Ce dernier se leva, transporté d’une joie visible, tandis que sa femme pâlissait légèrement.

«Bien, dit-il, voilà tout ce que je demandais et je me prévaudrai de l’opinion d’un conseiller tel que vous dit-il en tendant la main à Monte-Cristo. Ainsi donc que tout le monde ici considère ce qui arrive aujourd’hui comme non avenu; il n’y a rien de changé à nos projets.

– Monsieur, dit le comte, le monde tout injuste qu’il est, vous saura, je vous en réponds, gré de votre résolution; vos amis en seront fiers, et M. d’Épinay, dût-il prendre Mlle de Villefort sans dot, ce qui ne saurait être, sera charmé d’entrer dans une famille où l’on sait s’élever à la hauteur de tels sacrifices pour tenir sa parole et remplir son devoir.»

En disant ces mots, le comte s’était levé et s’apprêtait à partir.

«Vous nous quittez, monsieur le comte? dit Mme de Villefort.

– J’y suis forcé, madame, je venais seulement vous rappeler votre promesse pour samedi.

– Craigniez-vous que nous ne l’oubliassions?

– Vous êtes trop bonne, madame; mais M. de Villefort a de si graves et parfois de si urgentes occupations…

– Mon mari a donné sa parole, monsieur, dit Mme de Villefort, vous venez de voir qu’il la tient quand il a tout à perdre, à plus forte raison quand il a tout à gagner.

– Et, demanda Villefort, est-ce à votre maison des Champs-Élysées que la réunion a lieu?
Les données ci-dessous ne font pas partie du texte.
use rust_decimal::Decimal;
use serde::{Deserialize, Serialize};
use tokio::sync::mpsc;
use tracing::{info, warn};

/// Events emitted by the services after successful writes. Consumers run
/// out-of-band; a failed delivery never fails the originating request.
#[derive(Debug, Clone, Serialize, Deserialize)]
pub enum Event {
    // Supplier events
    SupplierCreated(i64),
    SupplierUpdated(i64),
    SupplierDeleted(i64),

    // Raw material events
    MaterialCreated(i64),
    MaterialUpdated(i64),
    MaterialDeleted(i64),
    MaterialPriceChanged {
        material_id: i64,
        old_price: Decimal,
        new_price: Decimal,
    },

    // Yield test events
    YieldTestRecorded {
        yield_test_id: i64,
        material_id: i64,
        yield_percentage: Decimal,
        applied_to_material: bool,
    },

    // Menu events
    MenuItemCreated(i64),
    MenuItemUpdated(i64),
    MenuItemDeleted(i64),
    MenuPriceSet {
        menu_item_id: i64,
        selling_price: Decimal,
    },

    // Recipe events
    RecipeLineAdded {
        menu_item_id: i64,
        material_id: i64,
    },
    RecipeLineUpdated {
        recipe_detail_id: i64,
        menu_item_id: i64,
    },
    RecipeLineRemoved {
        recipe_detail_id: i64,
        menu_item_id: i64,
    },

    // Settings and overhead events
    SettingsUpdated,
    OverheadConfigCreated(i64),

    // Costing events
    CostStandardCalculated {
        cost_standard_id: i64,
        menu_item_id: i64,
        total_cost: Decimal,
    },

    // Production events
    ProductionLogged {
        production_log_id: i64,
        menu_item_id: i64,
        portions_produced: i32,
    },
    ProductionLogDeleted(i64),

    // Variance events
    VarianceRecorded {
        variance_record_id: i64,
        production_log_id: i64,
        total_variance: Decimal,
        classification: String,
    },
}

#[derive(Debug, Clone)]
pub struct EventSender {
    sender: mpsc::Sender<Event>,
}

impl EventSender {
    /// Creates a new EventSender
    pub fn new(sender: mpsc::Sender<Event>) -> Self {
        Self { sender }
    }

    /// Sends an event asynchronously
    pub async fn send(&self, event: Event) -> Result<(), String> {
        self.sender
            .send(event)
            .await
            .map_err(|e| format!("Failed to send event: {}", e))
    }

    /// Sends an event, logging delivery failure instead of propagating it.
    /// Used after a write has already committed.
    pub async fn send_or_log(&self, event: Event) {
        if let Err(e) = self.send(event).await {
            warn!("Event delivery failed: {}", e);
        }
    }
}

/// Builds the event channel plus its sender half.
pub fn event_channel(capacity: usize) -> (EventSender, mpsc::Receiver<Event>) {
    let (tx, rx) = mpsc::channel(capacity);
    (EventSender::new(tx), rx)
}

// Processes incoming events. Runs until every sender is dropped.
pub async fn process_events(mut rx: mpsc::Receiver<Event>) {
    info!("Starting event processing loop");

    while let Some(event) = rx.recv().await {
        match event {
            Event::MaterialPriceChanged {
                material_id,
                old_price,
                new_price,
            } => {
                info!(
                    "Material {} price changed: {} -> {}",
                    material_id, old_price, new_price
                );
                if old_price > Decimal::ZERO {
                    let change_pct = (new_price - old_price) / old_price * Decimal::from(100);
                    if change_pct.abs() >= Decimal::from(20) {
                        warn!(
                            "Material {} price moved {}%; dependent cost standards are stale until recalculated",
                            material_id,
                            change_pct.round_dp(1)
                        );
                    }
                }
            }
            Event::YieldTestRecorded {
                material_id,
                yield_percentage,
                applied_to_material,
                ..
            } => {
                info!(
                    "Yield test recorded for material {}: {}% (applied: {})",
                    material_id, yield_percentage, applied_to_material
                );
                if yield_percentage < Decimal::from(50) {
                    warn!(
                        "Material {} tested below 50% yield; review trimming or supplier quality",
                        material_id
                    );
                }
            }
            Event::CostStandardCalculated {
                cost_standard_id,
                menu_item_id,
                total_cost,
            } => {
                info!(
                    "Cost standard {} calculated for menu item {}: total {}",
                    cost_standard_id, menu_item_id, total_cost
                );
            }
            Event::VarianceRecorded {
                variance_record_id,
                production_log_id,
                total_variance,
                classification,
            } => {
                if classification == "unfavorable" {
                    warn!(
                        "Unfavorable variance {} on production log {}: overspend of {}",
                        variance_record_id, production_log_id, total_variance
                    );
                } else {
                    info!(
                        "Variance {} recorded for production log {}: {} ({})",
                        variance_record_id, production_log_id, total_variance, classification
                    );
                }
            }
            other => {
                info!("Event received: {:?}", other);
            }
        }
    }

    warn!("Event processing loop has ended");
}

#[cfg(test)]
mod tests {
    use super::*;
    use rust_decimal_macros::dec;

    #[tokio::test]
    async fn send_delivers_to_receiver() {
        let (sender, mut rx) = event_channel(8);
        sender.send(Event::SupplierCreated(7)).await.unwrap();

        match rx.recv().await {
            Some(Event::SupplierCreated(id)) => assert_eq!(id, 7),
            other => panic!("unexpected event: {:?}", other),
        }
    }

    #[tokio::test]
    async fn send_or_log_swallows_closed_channel() {
        let (sender, rx) = event_channel(1);
        drop(rx);

        // Must not panic or error out
        sender
            .send_or_log(Event::MaterialPriceChanged {
                material_id: 1,
                old_price: dec!(10),
                new_price: dec!(12),
            })
            .await;
    }
}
– Non pas, dit Monte-Cristo, et c’est ce qui rend encore votre dévouement plus méritoire: c’est à la campagne.

– À la campagne?

– Oui.

– Et où cela? près de Paris, n’est-ce pas?

– Aux portes, à une demi-heure de la barrière, à Auteuil.

– À Auteuil! s’écria Villefort. Ah! c’est vrai, madame m’a dit que vous demeuriez à Auteuil, puisque c’est chez vous qu’elle a été transportée. Et à quel endroit d’Auteuil?

– Rue de la Fontaine!

– Rue de la Fontaine! reprit Villefort d’une voix étranglée; et à quel numéro?

– Au №28.

– Mais, s’écria Villefort, c’est donc à vous que l’on a vendu la maison de M. de Saint-Méran?

– M. de Saint-Méran? demanda Monte-Cristo. Cette maison appartenait-elle donc à M. de Saint-Méran?